Several Law Schools Gave Their Applicants A Chance To Study For Their Spot. Will This Be A New Trend?

Now they get to experience the real magic: Torts!

covid learning Student learning through educational video call with Math Teacher on laptop. Online e-learning due to coronavirus pandemicIt is a special kind of suck to discover that the law school you spent hours pouring yourself into a personal statement for has rejected you. And while it would sting either way, I’m sure that the pain would be lessened with an opportunity to study your way into law school. For a handful of students, a program called LexPostBacc was just that. Now, they’re headed to law school. From Reuters:

Among the 38,000 or so first-year law students nationwide who are kicking off their studies this month are 51 who didn’t quite make the cut when they applied two years ago.

[I]nstead of rejecting them outright, 22 law schools sent those aspiring lawyers — most of whom are racial minorities underrepresented on law campuses — into a new year-long program to prepare them for the rigors of legal education with a promise of admission and a scholarship if they finished. While law school pipeline programs are plentiful, the guarantee of a spot in the class is unique.

Now that’s a way to show investment in your students!
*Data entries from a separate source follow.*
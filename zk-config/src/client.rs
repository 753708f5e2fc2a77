//! Configuration client: loads documents from the coordination service and
//! keeps them fresh in the background.

use crate::{
    cache::{ConfigCache, Document, Namespace},
    config::ClientConfig,
    coordinator::{Connector, Coordinator},
    error::{ConfigError, ConfigResult, CoordinatorError},
    value::ConfigValue,
};
use parking_lot::Mutex;
use std::fmt;
use std::sync::Arc;
use std::sync::atomic::{AtomicBool, Ordering};
use std::time::Duration;
use tokio::sync::{RwLock, RwLockReadGuard, watch};
use tokio::task::JoinHandle;
use tokio::time::{Instant, MissedTickBehavior};
use tracing::{debug, error, info, instrument, warn};

/// State shared between the client and its refresh task.
struct ConfigLoader {
    coordinator: Arc<dyn Coordinator>,
    cache: ConfigCache,
    service_path: String,
    common_path: Option<String>,
    fetch_timeout: Duration,
}

impl ConfigLoader {
    /// Load both documents. A missing node or an undecodable payload leaves
    /// that namespace untouched; any other fetch failure aborts the load.
    async fn load_configurations(&self) -> ConfigResult<()> {
        self.load_namespace(Namespace::Service, &self.service_path)
            .await?;

        if let Some(path) = &self.common_path {
            self.load_namespace(Namespace::Common, path).await?;
        }

        Ok(())
    }

    async fn load_namespace(&self, namespace: Namespace, path: &str) -> ConfigResult<()> {
        match self.fetch(path).await {
            Ok(data) => {
                self.cache.update_document(namespace, &data);
                Ok(())
            }
            Err(CoordinatorError::NoNode(_)) => {
                debug!(%namespace, path, "Config node missing; keeping current document");
                Ok(())
            }
            Err(e) => Err(ConfigError::Coordinator(e)),
        }
    }

    async fn fetch(&self, path: &str) -> Result<Vec<u8>, CoordinatorError> {
        tokio::time::timeout(self.fetch_timeout, self.coordinator.get(path))
            .await
            .map_err(|_| CoordinatorError::Timeout(path.to_string()))?
    }
}

/// Client owning one coordination-service session, one cache and one
/// background refresh task.
pub struct ConfigClient {
    config: ClientConfig,
    loader: Arc<ConfigLoader>,
    shutdown_tx: watch::Sender<bool>,
    refresh_task: Mutex<Option<JoinHandle<()>>>,
    closed: AtomicBool,
    /// Held shared by caller-driven fetches and exclusively by `close`.
    in_flight: RwLock<()>,
}

impl ConfigClient {
    /// Build a client from the process environment.
    ///
    /// # Errors
    ///
    /// See [`ClientConfig::from_env`] and [`ConfigClient::connect`].
    pub async fn from_env<C>(connector: &C) -> ConfigResult<Self>
    where
        C: Connector + ?Sized,
    {
        Self::connect(ClientConfig::from_env()?, connector).await
    }

    /// Connect, perform the initial load and start the refresh task.
    ///
    /// # Errors
    ///
    /// - [`ConfigError::Configuration`] if `config` is invalid
    /// - [`ConfigError::Connection`] if no session could be established
    /// - [`ConfigError::Initialization`] if the initial load failed for a
    ///   reason other than a missing node
    #[instrument(skip_all, fields(service = %config.service_name))]
    pub async fn connect<C>(config: ClientConfig, connector: &C) -> ConfigResult<Self>
    where
        C: Connector + ?Sized,
    {
        config.validate()?;

        let coordinator =
            tokio::time::timeout(config.connection_timeout, connector.connect(&config))
                .await
                .map_err(|_| {
                    ConfigError::connection(format!(
                        "timed out after {}s connecting to {}",
                        config.connection_timeout.as_secs(),
                        config.connect_string()
                    ))
                })?
                .map_err(|e| ConfigError::connection(e.to_string()))?;

        info!(hosts = %config.connect_string(), "Connected to coordination service");

        let loader = Arc::new(ConfigLoader {
            coordinator,
            cache: ConfigCache::new(),
            service_path: config.service_path(),
            common_path: config.common_path(),
            fetch_timeout: config.session_timeout,
        });

        if let Err(e) = loader.load_configurations().await {
            error!(error = %e, "Initial configuration load failed");
            loader.coordinator.close().await;
            return Err(ConfigError::Initialization(e.to_string()));
        }

        let (shutdown_tx, shutdown_rx) = watch::channel(false);
        let refresh_task = tokio::spawn(run_refresh_loop(
            Arc::clone(&loader),
            config.refresh_interval,
            shutdown_rx,
        ));

        info!(
            refresh_secs = config.refresh_interval.as_secs(),
            common = config.common_path().is_some(),
            "Configuration client ready"
        );

        Ok(Self {
            config,
            loader,
            shutdown_tx,
            refresh_task: Mutex::new(Some(refresh_task)),
            closed: AtomicBool::new(false),
            in_flight: RwLock::new(()),
        })
    }

    /// Settings this client was built with.
    #[must_use]
    pub const fn config(&self) -> &ClientConfig {
        &self.config
    }

    /// The underlying cache.
    #[must_use]
    pub fn cache(&self) -> &ConfigCache {
        &self.loader.cache
    }

    /// Look up `key` and render it as a string. Strings are returned as-is;
    /// other values use their [`Display`](std::fmt::Display) rendering.
    ///
    /// # Errors
    ///
    /// Returns [`ConfigError::KeyNotFound`] if the key is absent.
    pub fn get_string_value_by_key(&self, key: &str, namespace: Namespace) -> ConfigResult<String> {
        match self.get_config_value_by_key(key, namespace)? {
            ConfigValue::String(s) => Ok(s),
            other => Ok(other.to_string()),
        }
    }

    /// Look up `key` and return the decoded value.
    ///
    /// # Errors
    ///
    /// Returns [`ConfigError::KeyNotFound`] if the key is absent.
    pub fn get_config_value_by_key(
        &self,
        key: &str,
        namespace: Namespace,
    ) -> ConfigResult<ConfigValue> {
        self.loader
            .cache
            .get(namespace, key)
            .ok_or_else(|| ConfigError::key_not_found(key, namespace))
    }

    /// The namespace's current document as one consistent snapshot.
    #[must_use]
    pub fn snapshot(&self, namespace: Namespace) -> Arc<Document> {
        self.loader.cache.snapshot(namespace)
    }

    /// Reload both documents now. Failures are logged; the cache keeps its
    /// last good contents.
    #[instrument(skip(self), fields(service = %self.config.service_name))]
    pub async fn refresh_data(&self) {
        let Ok(_guard) = self.open_guard().await else {
            warn!("Refresh requested on a closed configuration client");
            return;
        };

        info!("Manual config refresh triggered");
        if let Err(e) = self.loader.load_configurations().await {
            error!(error = %e, "Failed to refresh configurations");
        }
    }

    /// Read a node's raw data.
    ///
    /// # Errors
    ///
    /// Returns [`ConfigError::NodeNotFound`] for a missing node,
    /// [`ConfigError::Closed`] after [`close`](Self::close) and
    /// [`ConfigError::Coordinator`] for any other failure.
    pub async fn get_node(&self, path: &str) -> ConfigResult<Vec<u8>> {
        let _guard = self.open_guard().await?;
        self.loader.fetch(path).await.map_err(|e| node_error(path, e))
    }

    /// List a node's children.
    ///
    /// # Errors
    ///
    /// Same as [`get_node`](Self::get_node).
    pub async fn get_children(&self, path: &str) -> ConfigResult<Vec<String>> {
        let _guard = self.open_guard().await?;
        self.loader
            .coordinator
            .children(path)
            .await
            .map_err(|e| node_error(path, e))
    }

    /// Check whether a node exists.
    ///
    /// # Errors
    ///
    /// Returns [`ConfigError::Closed`] after [`close`](Self::close) and
    /// [`ConfigError::Coordinator`] if the check itself fails.
    pub async fn exists(&self, path: &str) -> ConfigResult<bool> {
        let _guard = self.open_guard().await?;
        Ok(self.loader.coordinator.exists(path).await?)
    }

    /// Whether [`close`](Self::close) has been called.
    #[must_use]
    pub fn is_closed(&self) -> bool {
        self.closed.load(Ordering::Acquire)
    }

    /// Stop the refresh task and close the session.
    ///
    /// Waits for in-flight refreshes and node reads to finish, scheduled or
    /// caller-driven, so no fetch happens once this returns. Calling it again
    /// is a no-op.
    pub async fn close(&self) {
        if self.closed.swap(true, Ordering::AcqRel) {
            debug!("Configuration client already closed");
            return;
        }

        self.shutdown_tx.send_replace(true);
        let _drained = self.in_flight.write().await;

        let task = self.refresh_task.lock().take();
        if let Some(task) = task {
            if let Err(e) = task.await {
                warn!(error = %e, "Config refresh task ended abnormally");
            }
        }

        self.loader.coordinator.close().await;
        info!(service = %self.config.service_name, "Configuration client closed");
    }

    /// Register a caller-driven fetch. The closed flag is checked under the
    /// guard so `close` cannot slip in between the check and the fetch.
    async fn open_guard(&self) -> ConfigResult<RwLockReadGuard<'_, ()>> {
        let guard = self.in_flight.read().await;
        if self.is_closed() {
            Err(ConfigError::Closed)
        } else {
            Ok(guard)
        }
    }
}

impl fmt::Debug for ConfigClient {
    fn fmt(&self, f: &mut fmt::Formatter<'_>) -> fmt::Result {
        f.debug_struct("ConfigClient")
            .field("config", &self.config)
            .field("closed", &self.is_closed())
            .finish_non_exhaustive()
    }
}

fn node_error(path: &str, e: CoordinatorError) -> ConfigError {
    match e {
        CoordinatorError::NoNode(_) => ConfigError::NodeNotFound(path.to_string()),
        other => ConfigError::Coordinator(other),
    }
}

/// Reload on every tick until shutdown is signalled or the client is
/// dropped. The shutdown branch is polled first, so a stopping client never
/// starts another load.
async fn run_refresh_loop(
    loader: Arc<ConfigLoader>,
    interval: Duration,
    mut shutdown: watch::Receiver<bool>,
) {
    let mut ticker = tokio::time::interval_at(Instant::now() + interval, interval);
    ticker.set_missed_tick_behavior(MissedTickBehavior::Delay);

    loop {
        tokio::select! {
            biased;
            _ = shutdown.changed() => break,
            _ = ticker.tick() => {
                if let Err(e) = loader.load_configurations().await {
                    error!(error = %e, "Failed to refresh configurations");
                }
            }
        }
    }

    debug!("Config refresh task stopped");
}
//! Shared test utilities for market-mosaic Rust libraries.
//!
//! This crate provides:
//! - An in-memory coordination service with fetch accounting
//! - Proptest generators for configuration documents
//! - Test fixtures with sample documents

#![forbid(unsafe_code)]
#![warn(missing_docs)]

pub mod fixtures;
pub mod generators;
pub mod mocks;

pub use generators::*;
The classes went over pretty well — about 70% of the students that took the opportunity matriculated into law school through the program.

Despite the program’s successes, they are already preparing for backlash. Given SFFA v. Harvard, the program’s intended audience may run afoul of the Supreme Court’s new standards on equality and equity in schools:

[LexPostBacc] participants must either be from an underrepresented racial group; be the first in their families to have graduated from college; or have received a need-based federal Pell Grant as an undergraduate. They must also have scored in the bottom 25 percent of national LSAT takers in order to qualify.

The Tom Cotton brigade is itching to sue organizations that factor race and its proxies into admittance decisions. Being from an underrepresented racial group is an obvious ear raiser, but LPB would likely face similar threats of lawsuits if they catered just to 1st Gens or Pell Grant recipients. Remember back when the Wisconsin Institute for Law and Liberty sued Biden over his debt forgiveness plan because Pell Grant recipients — who were often Black — benefitted too much? Same argument here.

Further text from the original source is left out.